SMRs and AMRs

Sunday, December 07, 2008

Showdown in the Big Tent

By CAITLIN FLANAGAN and BENJAMIN SCHWARZ
NYT

Los Angeles

THE attitude of white, liberal Hollywood toward African- American churches has long been one of almost participatory respect. Whether it’s Gospel Brunch at the House of Blues on Sunset Boulevard, or the Blind Boys of Alabama on the iPod, or a serious — reverential — mention of the Southern Christian Leadership Conference over dinner, the understanding is clear: the black church is a foundational institution in the history of the civil rights struggle, and its music (although it makes reference to Jesus Christ as a personal savior) is smoking hot.

It was only recently that the A-list discovered that this love is unrequited. Last month, Proposition 8 passed, making gay marriage illegal in California, and the demographic that lent insult to injury was the state’s African-American voters.
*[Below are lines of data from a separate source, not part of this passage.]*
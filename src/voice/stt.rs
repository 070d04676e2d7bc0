//! Speech-to-text (STT) processing

use async_trait::async_trait;
use serde::{Deserialize, Serialize};

use crate::config::Service;
use crate::http::{endpoint, failure_detail};
use crate::voice::AudioClip;
use crate::{Error, Result};

/// Transcription path on the ASR service
const TRANSCRIBE_PATH: &str = "/v1/transcribe";

/// Recognized speech
#[derive(Debug, Clone, PartialEq, Serialize, Deserialize)]
pub struct Transcription {
    /// Recognized text
    pub text: String,

    /// Detected language code
    #[serde(default)]
    pub language: String,

    /// Audio duration in seconds, when the service reports it
    #[serde(default, rename = "duration")]
    pub duration_seconds: Option<f64>,
}

/// Transcribes finished clips
#[async_trait]
pub trait Transcriber: Send + Sync {
    /// Transcribe a finished clip
    ///
    /// # Errors
    ///
    /// Returns `TranscriptionFailed` on any service or transport failure
    async fn transcribe(&self, clip: &AudioClip) -> Result<Transcription>;
}

/// HTTP client for the ASR service
pub struct TranscriptionClient {
    client: reqwest::Client,
    base_url: String,
}

impl TranscriptionClient {
    /// Create a client for the service at `base_url`
    #[must_use]
    pub fn new(client: reqwest::Client, base_url: impl Into<String>) -> Self {
        Self {
            client,
            base_url: base_url.into(),
        }
    }
}

#[async_trait]
impl Transcriber for TranscriptionClient {
    async fn transcribe(&self, clip: &AudioClip) -> Result<Transcription> {
        if clip.is_empty() {
            return Err(Error::TranscriptionFailed("audio clip is empty".to_string()));
        }

        let service = Service::Transcription.name();
        tracing::debug!(audio_bytes = clip.bytes().len(), "starting transcription");

        let part = reqwest::multipart::Part::bytes(clip.bytes().to_vec())
            .file_name(clip.file_name())
            .mime_str(clip.mime_type())
            .map_err(|e| Error::TranscriptionFailed(e.to_string()))?;
        let form = reqwest::multipart::Form::new().part("file", part);

        let response = self
            .client
            .post(endpoint(&self.base_url, TRANSCRIBE_PATH))
            .multipart(form)
            .send()
            .await
            .map_err(|e| {
                tracing::error!(error = %e, "transcription request failed");
                Error::TranscriptionFailed(e.to_string())
            })?;

        let status = response.status();
        tracing::debug!(status = %status, "received response");

        if !status.is_success() {
            let detail = failure_detail(service, response).await;
            tracing::error!(detail = %detail, "transcription service error");
            return Err(Error::TranscriptionFailed(detail));
        }

        let result: Transcription = response.json().await.map_err(|e| {
            tracing::error!(error = %e, "failed to parse transcription response");
            Error::TranscriptionFailed(format!("invalid {service} response: {e}"))
        })?;

        tracing::info!(
            transcript = %result.text,
            language = %result.language,
            "transcription complete"
        );
        Ok(result)
    }
}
They came to the polls in record numbers to support Barack Obama, and they brought with them a fiercely held and enduring antipathy toward homosexuality: 7 in 10 blacks voted in support of traditional marriage. Whether that was the game-changer or not is a question for near-constant debate. Many gay activists have begun quietly to suggest that had Hillary Clinton been the Democratic nominee, Prop 8 would not have passed.

Of the values progressives hold dear, none can be as central or as cherished as the promotion of diversity. It is a word that has become almost a term of art. When a private school champions its embrace of “diversity,” parents understand that the admissions office is not dying to enroll the son of a white evangelical minister or the daughter of a founding partner of a white-shoe law firm. Rather, we know that the school makes an intentional effort to include children of certain minority groups among its student body, and that most important among those groups are African-Americans and the children of gay families.